Tal vez lo más insatisfactorio de esta revolución de los cálculos es que no es nada revolucionaria. El análisis de datos actúa como un dispositivo de registro, hasta el punto de tener grandes dificultades para identificar lo que en esa realidad hay de aspiración, deseo o contradicción. Como ha advertido Dominique Cardon, la ideología de esta sedicente superación de toda ideología es un «comportamentismo radical»: por un lado nos pensamos como sujetos emancipados de toda determinación, pero continuamos siendo en una medida mayor de lo que desearíamos seres previsibles al alcance de los calculadores. No es verdad que dejarlo todo en manos de nuestra decisión –como consumidores o votantes– entronice nuestra libre decisión, aunque solo sea por el hecho de que, incluso cuando tenemos la sensación de tomar decisiones singulares, nuestros comportamientos obedecen a los hábitos inscritos en nuestra socialización. Pero es que, además, si hemos de tomarnos nuestra libertad en serio, también forma parte de ella nuestra aspiración de modificar lo que hemos sido dando así lugar a situaciones hasta cierto punto impredecibles.
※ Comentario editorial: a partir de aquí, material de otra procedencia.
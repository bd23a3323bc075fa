//! `list` — show the profiles defined in the config file.
//!
//! Profiles print in name order with a blank line between entries. The
//! include/exclude lists shown are the profile's own, without group merging;
//! `run`'s dry-run output is the place to inspect the fully merged patterns.

use anyhow::Result;

use crate::{config::Config, ui};

/// Print every configured profile. Zero profiles prints nothing at all.
pub fn run(cfg: &Config) -> Result<()> {
    for (i, (name, profile)) in cfg.profiles.iter().enumerate() {
        if i > 0 {
            println!();
        }
        ui::key_val("Name", name);
        ui::key_val("  repo", &profile.repo);
        ui::key_val("  include", &format!("{:?}", profile.include));
        ui::key_val("  exclude", &format!("{:?}", profile.exclude));
    }
    Ok(())
}

// ─── Tests ────────────────────────────────────────────────────────────────────
//! `restic-vault` — a profile-driven restic wrapper with encrypted offline dumps.
//!
//! # Overview
//!
//! This binary is a thin orchestration layer around [`restic`](https://restic.net).
//! Profiles in a single TOML config describe repositories and what goes into
//! them; subcommands turn a profile into engine invocations, and `dump`
//! chains the engine with a progress meter, compressor, and cipher to
//! produce portable encrypted archives that survive without the repository.
//!
//! # Usage
//!
//! ```text
//! restic-vault run home                      # preview the backup invocation
//! restic-vault run home --go                 # actually run it
//! restic-vault cli home snapshots --json     # raw engine passthrough
//! restic-vault command home                  # print the base invocation
//! restic-vault dump /media/usb home          # encrypted offline archive
//! restic-vault decrypt a.tar.zst.aes a.tar   # reverse a dump
//! restic-vault list                          # show configured profiles
//! ```
//!
//! # Module layout
//!
//! | Module       | Responsibility                             |
//! |--------------|--------------------------------------------|
//! | [`cli`]      | Argument types parsed by clap              |
//! | [`config`]   | `Config` struct + TOML loader              |
//! | [`restic`]   | Engine argument/environment construction   |
//! | [`process`]  | Foreground, captured, and piped execution  |
//! | [`snapshot`] | Snapshot metadata queries                  |
//! | [`archive`]  | Archive naming, stages, disk preflight     |
//! | [`ui`]       | Terminal presentation                      |
//! | [`commands`] | One handler per subcommand                 |
//!
//! # Exit behavior
//!
//! `main` is the single fatal exit point: every error bubbles up here as an
//! `anyhow::Error`, is printed as one red line, and sets the exit status.
//! When a checked subprocess failed, its own exit code is propagated;
//! everything else exits 1.

mod archive;
mod cli;
mod commands;
mod config;
mod process;
mod restic;
mod snapshot;
mod ui;

use clap::Parser;
use cli::{Cli, Subcommand};

fn main() {
    if let Err(err) = run() {
        ui::print_error(&err);
        let code = err
            .downcast_ref::<process::CommandFailed>()
            .map_or(1, |failed| failed.code);
        std::process::exit(code);
    }
}

fn run() -> anyhow::Result<()> {
    let cli = Cli::parse();

    let config_path = match &cli.config {
        Some(path) => path.clone(),
        None => config::default_path()?,
    };
    let cfg = config::load_config(&config_path)?;

    // Odd but harmless: warn once and carry on, so `list` and `--help`
    // still work against a skeleton config. Profile lookups fail later
    // with their own message.
    if cfg.profiles.is_empty() {
        ui::warn("No profiles defined in config");
    }

    match &cli.command {
        Subcommand::Run { profile, go } => commands::run::run(&cfg, profile, *go),
        Subcommand::Cli { profile, args } => commands::cli::run(&cfg, profile, args),
        Subcommand::Command { profile } => commands::command::run(&cfg, profile),
        Subcommand::Dump {
            destination,
            profile,
            snapshots,
        } => commands::dump::run(&cfg, destination, profile, snapshots),
        Subcommand::Decrypt {
            file_input,
            file_output,
        } => commands::decrypt::run(&cfg, file_input, file_output),
        Subcommand::List => commands::list::run(&cfg),
    }
}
Y a este respecto los algoritmos que se dicen predictivos son muy conservadores: son predictivos porque formulan continuamente la hipótesis de que nuestro futuro será una reproducción de nuestro pasado, pero no entran en la compleja subjetividad de las personas y de las sociedades, donde también se plantean deseos y aspiraciones.

Pese a todas las deficiencias e insatisfacciones del modo como se realiza actualmente la política, no parece que hayamos encontrado un sustituto funcional a esa tarea que en última instancia remite a una decisión colectiva acerca de los asuntos comunes que nos conciernen. No parece que haya llegado el momento de plantearse que Siri o Alexa, nuestro asistente virtual, nos digan –atendiendo a nuestros likes, a lo que consumimos, a las redes sociales de las que formamos parte, a nuestras preferencias habituales– qué debemos votar.

Los procedimientos de la inteligencia artificial no pueden exonerarnos de esa decisión. Hay democracia allí donde, pese a toda la sofisticación de los cálculos, nos vemos finalmente a tomar una decisión que no está precedida por razones abrumadoras ni conducida por unas tecnologías infalibles.